The market is in a phase where “AI” has become a marketing label rather than a technical description. Vendors stretch, exaggerate, or outright misrepresent what their products actually do, and the industry is quietly normalizing it.
I’ve personally seen platforms confidently branded as “AI‑driven” when, under the hood, they are nothing more than deterministic playbooks, static rules, or conditional automation. There is nothing wrong with automation, it is valuable, but it is not AI. Presenting it as such creates confusion, misaligned expectations, and a distorted understanding of what agentic systems actually are.
This is not a small problem. It is a foundational one.
Interface! (Again)
Just like vulnerability management tools hide their limitations behind colorful dashboards, many “AI security platforms” hide their lack of intelligence behind animated graphs and a few buzzwords sprinkled across the UI.
If you cannot see:
- how decisions are made,
- what data is being correlated,
- and whether the system is actually reasoning or simply reacting,
then you are not dealing with AI. You are dealing with a workflow engine with a marketing budget.

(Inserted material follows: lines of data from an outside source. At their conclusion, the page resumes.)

//! Region redaction ("blackout") of pixel data.
//!
//! [`redact`] decodes every frame of a [`FrameSource`], optionally burns in
//! overlay planes, fills the requested rectangles with a background value and
//! returns new little-endian pixel bytes with a narrowed descriptor.
//! Frames are never modified in place.
//!
//! Baseline JPEG data can instead be redacted without decoding through
//! [`jpeg::redact_encapsulated_frames`], which rewrites only the affected blocks.

pub mod jpeg;
mod overlay;
mod rotate;
mod values;

pub use jpeg::{redact_baseline_jpeg, redact_encapsulated_frames, JpegRedactionOptions};
pub use overlay::{OverlayPlane, OverlaySource, MAX_OVERLAY_PLANES};
pub use rotate::{rotate_and_flip, Rotation};
pub use values::FillValues;

use std::str::FromStr;

use byteorder::{ByteOrder, LittleEndian};
use serde::{Deserialize, Serialize};

use crate::config::RedactionDefaults;
use crate::decoder::{FrameData, FrameSource, RasterFrame};
use crate::error::{BlackoutError, Result};
use crate::format::PixelFormatDescriptor;

/// Axis-aligned rectangle in image pixel coordinates.
#[derive(Debug, Clone, Copy, PartialEq, Eq, Serialize, Deserialize)]
pub struct RedactionShape {
    /// Left column.
    pub x: i32,
    /// Top row.
    pub y: i32,
    /// Width in pixels.
    pub width: u32,
    /// Height in pixels.
    pub height: u32,
}

impl RedactionShape {
    /// Create a rectangle.
    pub fn new(x: i32, y: i32, width: u32, height: u32) -> Self {
        Self { x, y, width, height }
    }

    /// Clamp to a `columns` x `rows` frame, returning `(x0, y0, x1, y1)` with
    /// exclusive ends, or `None` when nothing of the rectangle is inside.
    pub fn clamp(&self, columns: u32, rows: u32) -> Option<(u32, u32, u32, u32)> {
        let x0 = (self.x as i64).clamp(0, columns as i64);
        let y0 = (self.y as i64).clamp(0, rows as i64);
        let x1 = (self.x as i64 + self.width as i64).clamp(0, columns as i64);
        let y1 = (self.y as i64 + self.height as i64).clamp(0, rows as i64);
        (x0 < x1 && y0 < y1).then_some((x0 as u32, y0 as u32, x1 as u32, y1 as u32))
    }
}

impl FromStr for RedactionShape {
    type Err = BlackoutError;

    /// Parse `X,Y,W,H`.
    fn from_str(s: &str) -> Result<Self> {
        let invalid = || BlackoutError::InvalidRequest(format!("expected X,Y,WIDTH,HEIGHT, got '{}'", s));
        let parts: Vec<&str> = s.split(',').map(str::trim).collect();
        match parts.as_slice() {
            [x, y, w, h] => Ok(Self::new(
                x.parse().map_err(|_| invalid())?,
                y.parse().map_err(|_| invalid())?,
                w.parse().map_err(|_| invalid())?,
                h.parse().map_err(|_| invalid())?,
            )),
            _ => Err(invalid()),
        }
    }
}

/// Redaction behaviour for one call.
#[derive(Debug, Clone, Copy, Default, PartialEq, Eq, Serialize, Deserialize)]
pub struct RedactionOptions {
    /// Burn overlay planes into the pixel data before filling rectangles.
    pub burn_in_overlays: bool,
    /// Background value, wins over padding and the extremal value.
    pub explicit_background: Option<i32>,
    /// Use the pixel padding value as background when one is declared.
    pub use_padding_as_background: bool,
}

impl From<&RedactionDefaults> for RedactionOptions {
    fn from(defaults: &RedactionDefaults) -> Self {
        Self {
            burn_in_overlays: defaults.burn_in_overlays,
            explicit_background: defaults.explicit_background,
            use_padding_as_background: defaults.use_padding_as_background,
        }
    }
}

/// New pixel data and the descriptor that goes with it.
#[derive(Debug, Clone, PartialEq)]
pub struct PixelBuffer {
    /// Frames back to back, little-endian.
    pub bytes: Vec<u8>,
    /// Descriptor of `bytes`.
    pub format: PixelFormatDescriptor,
}

/// Editable copy of one frame, samples interleaved per pixel.
#[derive(Debug, Clone, PartialEq, Eq)]
pub struct Canvas {
    width: u32,
    height: u32,
    samples_per_pixel: usize,
    samples: Vec<i64>,
}

impl Canvas {
    /// Copy the integer samples of `frame`.
    pub fn from_frame(frame: &RasterFrame) -> Self {
        let spp = frame.samples_per_pixel();
        let samples = (0..frame.pixel_count())
            .flat_map(|i| (0..spp).map(move |band| (i, band)))
            .map(|(i, band)| frame.int_sample(i, band))
            .collect();
        Self {
            width: frame.width(),
            height: frame.height(),
            samples_per_pixel: spp,
            samples,
        }
    }

    /// Columns.
    pub fn width(&self) -> u32 {
        self.width
    }

    /// Rows.
    pub fn height(&self) -> u32 {
        self.height
    }

    /// Sample of pixel (`x`, `y`) in `band`.
    pub fn get(&self, x: u32, y: u32, band: usize) -> i64 {
        self.samples[(y as usize * self.width as usize + x as usize) * self.samples_per_pixel + band]
    }

    /// Set every band of pixel (`x`, `y`); coordinates outside the frame are ignored.
    pub fn set_pixel(&mut self, x: i64, y: i64, values: &[i64]) {
        if x < 0 || y < 0 || x >= self.width as i64 || y >= self.height as i64 {
            return;
        }
        let base = (y as usize * self.width as usize + x as usize) * self.samples_per_pixel;
        for (sample, &value) in self.samples[base..base + self.samples_per_pixel].iter_mut().zip(values) {
            *sample = value;
        }
    }

    /// Fill the part of `shape` inside the frame.
    pub fn fill(&mut self, shape: &RedactionShape, values: &[i64]) {
        if let Some((x0, y0, x1, y1)) = shape.clamp(self.width, self.height) {
            for y in y0..y1 {
                for x in x0..x1 {
                    self.set_pixel(x as i64, y as i64, values);
                }
            }
        }
    }

    /// Draw `plane`: its shadow one pixel down and right in `background`,
    /// then the set pixels in `foreground`.
    pub fn burn_in(&mut self, plane: &OverlayPlane, fill: &FillValues) {
        for (x, y) in plane.set_pixels() {
            self.set_pixel(x + 1, y + 1, &fill.background);
        }
        for (x, y) in plane.set_pixels() {
            self.set_pixel(x, y, &fill.foreground);
        }
    }

    /// Append the samples to `out` in the layout of `format` (8 or 16 bits
    /// allocated, planar configuration honoured).
    pub fn write(&self, format: &PixelFormatDescriptor, out: &mut Vec<u8>) {
        let spp = self.samples_per_pixel;
        let pixels = self.width as usize * self.height as usize;
        let (pixel_stride, band_stride) = format.planar_configuration.strides(spp, pixels);
        let mut ordered = vec![0i64; self.samples.len()];
        for pixel in 0..pixels {
            for band in 0..spp {
                ordered[pixel * pixel_stride + band * band_stride] = self.samples[pixel * spp + band];
            }
        }
        if format.bits_allocated <= 8 {
            out.extend(ordered.iter().map(|&v| v as u8));
        } else {
            let words: Vec<u16> = ordered.iter().map(|&v| v as u16).collect();
            let start = out.len();
            out.resize(start + words.len() * 2, 0);
            LittleEndian::write_u16_into(&words, &mut out[start..]);
        }
    }
}

/// Descriptor of redacted or rotated output: bits allocated narrowed to 8 or
/// 16, everything else preserved.
pub(crate) fn output_format(format: &PixelFormatDescriptor) -> Result<PixelFormatDescriptor> {
    let bits_allocated = match format.bits_allocated {
        1..=8 => 8,
        9..=16 => 16,
        other => {
            return Err(BlackoutError::UnsupportedEncoding(format!(
                "cannot write {} bit samples",
                other
            )))
        }
    };
    let bits_stored = format.bits_stored.min(bits_allocated);
    Ok(PixelFormatDescriptor {
        bits_allocated,
        bits_stored,
        high_bit: bits_stored - 1,
        ..format.clone()
    })
}

/// Check that the decoded sample type matches the declared layout.
pub(crate) fn check_frame(frame: &RasterFrame, format: &PixelFormatDescriptor) -> Result<()> {
    let signed = format.is_signed();
    let matches = match (frame.data(), format.bits_allocated, format.samples_per_pixel) {
        (FrameData::Bit1(_), 1, 1) => true,
        (FrameData::U8(_), 2..=8, 1) => !signed,
        (FrameData::S8(_), 2..=8, 1) => signed,
        (FrameData::U16(_), 9..=16, 1) => !signed,
        (FrameData::S16(_), 9..=16, 1) => signed,
        (FrameData::Rgb8(_), 8, 3) => true,
        _ => false,
    };
    if !matches || frame.width() != format.columns || frame.height() != format.rows {
        return Err(BlackoutError::UnsupportedEncoding(format!(
            "{} {}x{} frame does not match {} bits allocated, {} samples per pixel, {}x{}",
            frame.data().type_name(),
            frame.width(),
            frame.height(),
            format.bits_allocated,
            format.samples_per_pixel,
            format.columns,
            format.rows
        )));
    }
    Ok(())
}

/// Redact one decoded frame: copy, burn in overlays, then fill shapes.
pub fn redact_frame(
    frame: &RasterFrame,
    format: &PixelFormatDescriptor,
    frame_index: usize,
    shapes: &[RedactionShape],
    options: &RedactionOptions,
    overlays: Option<&dyn OverlaySource>,
) -> Result<Canvas> {
    check_frame(frame, format)?;
    let fill = FillValues::for_format(format, options);
    let mut canvas = Canvas::from_frame(frame);

    if options.burn_in_overlays {
        if let Some(source) = overlays {
            for plane in 0..MAX_OVERLAY_PLANES {
                if !source.has_overlay(frame_index, plane) {
                    continue;
                }
                if let Some(overlay) = source.overlay(frame_index, plane) {
                    log::debug!("Burning overlay plane {} into frame {}", plane, frame_index);
                    canvas.burn_in(&overlay, &fill);
                }
            }
        }
    }

    for shape in shapes {
        canvas.fill(shape, &fill.background);
    }
    Ok(canvas)
}

/// Redact every frame of `source`.
///
/// `shapes[i]` lists the rectangles for frame `i`; frames without an entry
/// only get overlays burned in. At least one rectangle is required unless
/// overlay burn-in is requested with an overlay source.
pub fn redact(
    source: &mut FrameSource,
    shapes: &[Vec<RedactionShape>],
    options: &RedactionOptions,
    overlays: Option<&dyn OverlaySource>,
) -> Result<PixelBuffer> {
    let total: usize = shapes.iter().map(Vec::len).sum();
    if total == 0 && !(options.burn_in_overlays && overlays.is_some()) {
        return Err(BlackoutError::InvalidRequest("no redaction shapes given".into()));
    }

    let format = source.format().clone();
    let out_format = output_format(&format)?;
    let frames = source.frame_count();
    let mut bytes = Vec::with_capacity(out_format.bits_per_frame() / 8 * frames);
    for index in 0..frames {
        let frame = source.frame(index)?;
        let frame_shapes = shapes.get(index).map(Vec::as_slice).unwrap_or(&[]);
        let canvas = redact_frame(&frame, &format, index, frame_shapes, options, overlays)?;
        canvas.write(&out_format, &mut bytes);
    }

    log::info!(
        "Redacted {} rectangle(s) across {} frame(s), output {} bits allocated",
        total,
        frames,
        out_format.bits_allocated
    );
    Ok(PixelBuffer {
        bytes,
        format: out_format,
    })
}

The interface of an AI system must expose the logic, not conceal it. If you cannot trace the chain of reasoning, you are not using AI, you are consuming a pre‑packaged illusion of intelligence.
Scoring, Ranking, and the Illusion of “AI Decisions”
Many vendors now claim their “AI” ranks alerts, prioritizes incidents, or scores risks. But when you look closely, the ranking logic is often nothing more than:
- weighted rules,
- static thresholds,
- or a glorified IF/THEN tree.
This is not intelligence. This is a spreadsheet pretending to be a brain.
Real AI systems adapt. They learn. They change their weighting based on context, not based on a vendor’s hard‑coded assumptions. A system that cannot update its own logic is not an AI system, it is a rigid scoring engine with a fancy name.
A rule‑based engine marketed as “AI” is no different than calling a bicycle a “self‑driving vehicle” because it has two wheels and moves forward.
Mitigation: Where AI‑Washing Becomes Dangerous
The biggest damage of AI‑washing is not the marketing. It is the operational impact.
When organizations believe they have “AI‑powered detection” or “AI‑driven response,” they often:
- reduce human oversight,
- skip validation steps,
- or assume the system is catching things it never had the capability to detect.
Most so‑called “AI response engines” cannot:
- reason about multi‑step attacks,
- adapt to new adversarial patterns,
- or evaluate the consequences of their own actions.
They simply execute pre‑approved playbooks. That is automation, useful, but not intelligent.
If you rely on automation while believing you have AI, you will miss the very attacks you think you are protected against.
“If you cannot explain how the system thinks, then it does not think.”
Developing a real AI‑driven security capability requires transparency, traceability, and the ability to inspect the reasoning process. Without that, you are not building intelligence, you are building dependency on a black box.
And black boxes fail silently.
The Real Issue: Misunderstanding Agentic Systems
Agentic AI systems:
- make decisions,
- evaluate outcomes,
- adjust their strategy,
- and operate with a degree of autonomy.
Most “AI security tools” do none of these.
They:
- follow rules,
- execute scripts,
- and trigger workflows.
Calling these “AI” is like calling a vending machine a “robotic nutrition specialist.”
The danger is not the exaggeration, it is the false sense of capability.
Final Thought
If your security vendor cannot show you:
- the reasoning chain,
- the decision model,
- the adaptation mechanism,
- and the boundaries of autonomy,
then you are not buying AI. You are buying automation with a marketing wrapper.
And there is nothing wrong with automation, as long as you know what you are actually getting.